- [What is being asked]: Somewhere below is a line with "(input, exact))| OrderLineResult" and, later, a line with "let totals = OrderTotals"; repeat those two lines and all the lines between them, exactly as they are.
------ Extracted information
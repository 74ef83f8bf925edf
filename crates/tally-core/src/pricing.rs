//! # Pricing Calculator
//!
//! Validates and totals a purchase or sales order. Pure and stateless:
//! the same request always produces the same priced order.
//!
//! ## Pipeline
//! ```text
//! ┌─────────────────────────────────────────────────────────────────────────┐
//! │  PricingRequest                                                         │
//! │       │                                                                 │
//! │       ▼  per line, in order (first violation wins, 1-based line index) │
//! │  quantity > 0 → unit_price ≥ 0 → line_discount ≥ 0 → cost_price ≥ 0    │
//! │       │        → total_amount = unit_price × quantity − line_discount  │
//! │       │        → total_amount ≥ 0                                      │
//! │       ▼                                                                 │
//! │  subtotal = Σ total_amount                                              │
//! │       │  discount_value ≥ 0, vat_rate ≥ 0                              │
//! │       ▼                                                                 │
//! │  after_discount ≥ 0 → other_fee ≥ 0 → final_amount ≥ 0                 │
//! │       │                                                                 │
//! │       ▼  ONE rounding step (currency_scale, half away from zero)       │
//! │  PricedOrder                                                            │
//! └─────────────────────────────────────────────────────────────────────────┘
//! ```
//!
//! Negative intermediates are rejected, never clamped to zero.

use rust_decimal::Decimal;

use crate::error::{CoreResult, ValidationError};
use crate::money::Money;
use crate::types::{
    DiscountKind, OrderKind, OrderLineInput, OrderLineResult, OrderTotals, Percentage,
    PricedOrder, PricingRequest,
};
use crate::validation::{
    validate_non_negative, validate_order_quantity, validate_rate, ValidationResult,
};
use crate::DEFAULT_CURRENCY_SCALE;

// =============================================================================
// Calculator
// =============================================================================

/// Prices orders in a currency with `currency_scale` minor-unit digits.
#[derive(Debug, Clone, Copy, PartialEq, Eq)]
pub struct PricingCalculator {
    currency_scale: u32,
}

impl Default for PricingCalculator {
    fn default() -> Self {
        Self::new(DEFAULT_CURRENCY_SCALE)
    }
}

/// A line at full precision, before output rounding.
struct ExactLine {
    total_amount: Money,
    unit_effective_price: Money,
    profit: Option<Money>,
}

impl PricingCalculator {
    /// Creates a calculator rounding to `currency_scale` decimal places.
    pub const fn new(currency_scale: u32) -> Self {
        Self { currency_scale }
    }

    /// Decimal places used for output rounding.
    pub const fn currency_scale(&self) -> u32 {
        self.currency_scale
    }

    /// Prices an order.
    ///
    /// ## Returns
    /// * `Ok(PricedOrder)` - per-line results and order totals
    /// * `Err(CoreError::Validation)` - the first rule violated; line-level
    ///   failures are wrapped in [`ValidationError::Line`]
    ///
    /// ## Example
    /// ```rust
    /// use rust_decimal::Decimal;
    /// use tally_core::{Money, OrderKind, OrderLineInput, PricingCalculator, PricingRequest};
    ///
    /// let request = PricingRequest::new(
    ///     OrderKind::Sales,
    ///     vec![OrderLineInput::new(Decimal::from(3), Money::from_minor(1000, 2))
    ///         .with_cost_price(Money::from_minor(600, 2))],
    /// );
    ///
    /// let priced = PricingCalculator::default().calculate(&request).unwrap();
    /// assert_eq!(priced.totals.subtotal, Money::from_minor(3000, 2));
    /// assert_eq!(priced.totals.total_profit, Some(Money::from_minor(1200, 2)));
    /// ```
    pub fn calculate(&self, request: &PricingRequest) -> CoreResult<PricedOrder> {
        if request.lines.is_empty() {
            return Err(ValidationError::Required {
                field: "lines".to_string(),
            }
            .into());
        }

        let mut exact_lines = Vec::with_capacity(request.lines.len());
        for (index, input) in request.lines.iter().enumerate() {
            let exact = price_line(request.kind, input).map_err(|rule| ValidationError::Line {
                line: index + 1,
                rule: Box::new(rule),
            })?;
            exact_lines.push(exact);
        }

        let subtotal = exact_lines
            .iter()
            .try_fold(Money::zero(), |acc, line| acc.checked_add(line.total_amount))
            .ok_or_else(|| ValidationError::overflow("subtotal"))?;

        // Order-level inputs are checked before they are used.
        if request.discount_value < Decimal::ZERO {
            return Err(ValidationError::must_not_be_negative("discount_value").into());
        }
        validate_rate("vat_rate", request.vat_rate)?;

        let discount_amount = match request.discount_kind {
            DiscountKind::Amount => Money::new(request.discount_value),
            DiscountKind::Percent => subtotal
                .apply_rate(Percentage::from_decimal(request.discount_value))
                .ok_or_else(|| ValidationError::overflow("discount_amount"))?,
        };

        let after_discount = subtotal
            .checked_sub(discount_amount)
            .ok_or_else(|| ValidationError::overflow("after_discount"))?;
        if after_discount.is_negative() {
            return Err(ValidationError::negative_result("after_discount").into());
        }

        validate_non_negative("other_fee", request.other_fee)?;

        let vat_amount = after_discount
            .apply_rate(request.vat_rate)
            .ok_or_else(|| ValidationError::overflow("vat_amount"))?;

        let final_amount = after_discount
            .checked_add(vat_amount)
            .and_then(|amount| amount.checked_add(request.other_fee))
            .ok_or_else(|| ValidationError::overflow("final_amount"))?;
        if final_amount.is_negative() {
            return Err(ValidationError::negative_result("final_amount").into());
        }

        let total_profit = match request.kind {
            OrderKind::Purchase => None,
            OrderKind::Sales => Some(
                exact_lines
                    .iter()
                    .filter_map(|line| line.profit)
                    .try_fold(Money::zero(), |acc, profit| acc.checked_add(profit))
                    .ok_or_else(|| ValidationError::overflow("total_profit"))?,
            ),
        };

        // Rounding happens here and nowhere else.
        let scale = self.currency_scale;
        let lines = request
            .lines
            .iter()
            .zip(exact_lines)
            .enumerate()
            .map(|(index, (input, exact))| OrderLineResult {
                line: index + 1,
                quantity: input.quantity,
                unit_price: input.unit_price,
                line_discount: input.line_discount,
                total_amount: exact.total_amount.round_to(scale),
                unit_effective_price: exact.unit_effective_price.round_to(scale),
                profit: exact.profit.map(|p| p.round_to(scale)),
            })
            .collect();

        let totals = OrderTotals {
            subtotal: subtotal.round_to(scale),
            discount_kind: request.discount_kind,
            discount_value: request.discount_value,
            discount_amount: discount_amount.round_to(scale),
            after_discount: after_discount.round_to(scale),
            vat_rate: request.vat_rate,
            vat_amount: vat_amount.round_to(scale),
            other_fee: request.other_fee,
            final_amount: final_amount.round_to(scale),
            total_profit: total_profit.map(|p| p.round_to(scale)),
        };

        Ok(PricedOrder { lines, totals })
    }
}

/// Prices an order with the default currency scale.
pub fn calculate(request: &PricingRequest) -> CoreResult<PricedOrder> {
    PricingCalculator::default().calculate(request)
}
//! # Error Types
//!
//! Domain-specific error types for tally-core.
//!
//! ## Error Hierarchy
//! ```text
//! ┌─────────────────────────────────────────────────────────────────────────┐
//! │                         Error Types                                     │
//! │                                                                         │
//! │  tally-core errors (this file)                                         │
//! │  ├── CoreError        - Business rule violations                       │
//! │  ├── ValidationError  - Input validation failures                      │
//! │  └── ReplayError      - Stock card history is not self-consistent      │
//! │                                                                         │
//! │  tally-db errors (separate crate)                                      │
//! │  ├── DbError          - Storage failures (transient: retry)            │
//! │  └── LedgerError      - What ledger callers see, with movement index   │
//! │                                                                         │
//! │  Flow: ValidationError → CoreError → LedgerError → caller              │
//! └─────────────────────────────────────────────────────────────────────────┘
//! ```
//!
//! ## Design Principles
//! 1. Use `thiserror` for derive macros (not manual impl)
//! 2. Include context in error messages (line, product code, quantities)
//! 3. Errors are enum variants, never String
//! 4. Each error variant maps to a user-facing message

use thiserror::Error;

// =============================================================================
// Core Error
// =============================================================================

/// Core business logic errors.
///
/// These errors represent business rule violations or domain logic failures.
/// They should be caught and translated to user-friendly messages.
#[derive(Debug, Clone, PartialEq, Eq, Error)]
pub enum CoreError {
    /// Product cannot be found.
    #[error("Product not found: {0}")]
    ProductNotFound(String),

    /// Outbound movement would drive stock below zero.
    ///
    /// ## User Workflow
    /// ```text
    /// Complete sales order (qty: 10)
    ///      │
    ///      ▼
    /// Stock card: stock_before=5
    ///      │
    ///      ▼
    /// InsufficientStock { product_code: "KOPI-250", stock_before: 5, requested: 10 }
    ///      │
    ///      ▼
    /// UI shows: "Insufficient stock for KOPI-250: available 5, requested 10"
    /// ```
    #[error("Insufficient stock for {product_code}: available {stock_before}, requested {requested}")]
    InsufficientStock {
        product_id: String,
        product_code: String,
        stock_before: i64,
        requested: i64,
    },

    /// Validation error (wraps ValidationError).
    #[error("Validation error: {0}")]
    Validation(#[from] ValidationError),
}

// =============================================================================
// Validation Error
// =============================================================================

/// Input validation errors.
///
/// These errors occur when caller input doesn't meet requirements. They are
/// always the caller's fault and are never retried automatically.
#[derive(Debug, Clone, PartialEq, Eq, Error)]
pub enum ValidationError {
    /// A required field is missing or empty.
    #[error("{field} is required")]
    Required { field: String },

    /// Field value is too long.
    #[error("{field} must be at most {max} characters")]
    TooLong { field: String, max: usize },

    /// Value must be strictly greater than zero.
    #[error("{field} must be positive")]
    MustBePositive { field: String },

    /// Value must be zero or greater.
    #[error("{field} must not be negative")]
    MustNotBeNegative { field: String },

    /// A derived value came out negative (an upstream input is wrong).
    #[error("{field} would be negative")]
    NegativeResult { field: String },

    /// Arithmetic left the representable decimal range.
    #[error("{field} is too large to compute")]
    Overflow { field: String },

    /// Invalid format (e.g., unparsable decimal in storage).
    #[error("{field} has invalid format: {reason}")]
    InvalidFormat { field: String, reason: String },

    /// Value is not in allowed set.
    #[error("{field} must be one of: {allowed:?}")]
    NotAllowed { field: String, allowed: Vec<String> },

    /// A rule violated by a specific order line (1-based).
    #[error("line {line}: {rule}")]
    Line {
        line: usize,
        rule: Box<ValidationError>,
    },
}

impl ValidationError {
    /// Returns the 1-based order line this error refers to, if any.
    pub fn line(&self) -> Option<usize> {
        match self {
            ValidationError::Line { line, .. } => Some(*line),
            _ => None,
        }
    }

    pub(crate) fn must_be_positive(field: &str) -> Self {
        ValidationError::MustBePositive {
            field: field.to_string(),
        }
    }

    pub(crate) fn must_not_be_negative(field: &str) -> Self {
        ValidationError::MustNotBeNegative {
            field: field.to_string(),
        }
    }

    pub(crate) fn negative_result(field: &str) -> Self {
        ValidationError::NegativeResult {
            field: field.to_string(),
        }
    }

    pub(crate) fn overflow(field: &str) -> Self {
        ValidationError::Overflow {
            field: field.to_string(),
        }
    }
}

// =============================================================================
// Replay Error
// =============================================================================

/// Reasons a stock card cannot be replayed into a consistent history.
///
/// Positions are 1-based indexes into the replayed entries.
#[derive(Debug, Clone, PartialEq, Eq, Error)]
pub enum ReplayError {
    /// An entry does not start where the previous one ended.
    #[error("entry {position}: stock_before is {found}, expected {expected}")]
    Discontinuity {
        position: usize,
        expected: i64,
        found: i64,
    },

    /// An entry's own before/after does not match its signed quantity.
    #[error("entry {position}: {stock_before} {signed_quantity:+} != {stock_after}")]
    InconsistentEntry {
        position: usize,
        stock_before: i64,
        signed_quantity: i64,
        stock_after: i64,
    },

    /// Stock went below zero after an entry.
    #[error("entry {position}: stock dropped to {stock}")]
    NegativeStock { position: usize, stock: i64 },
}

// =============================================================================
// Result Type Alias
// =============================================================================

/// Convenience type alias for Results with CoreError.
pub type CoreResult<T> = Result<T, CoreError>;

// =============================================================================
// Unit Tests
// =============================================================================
------------
- [Completed task]:
            .map(|(index, (input, exact))| OrderLineResult {
                line: index + 1,
                quantity: input.quantity,
                unit_price: input.unit_price,
                line_discount: input.line_discount,
                total_amount: exact.total_amount.round_to(scale),
                unit_effective_price: exact.unit_effective_price.round_to(scale),
                profit: exact.profit.map(|p| p.round_to(scale)),
            })
            .collect();

        let totals = OrderTotals {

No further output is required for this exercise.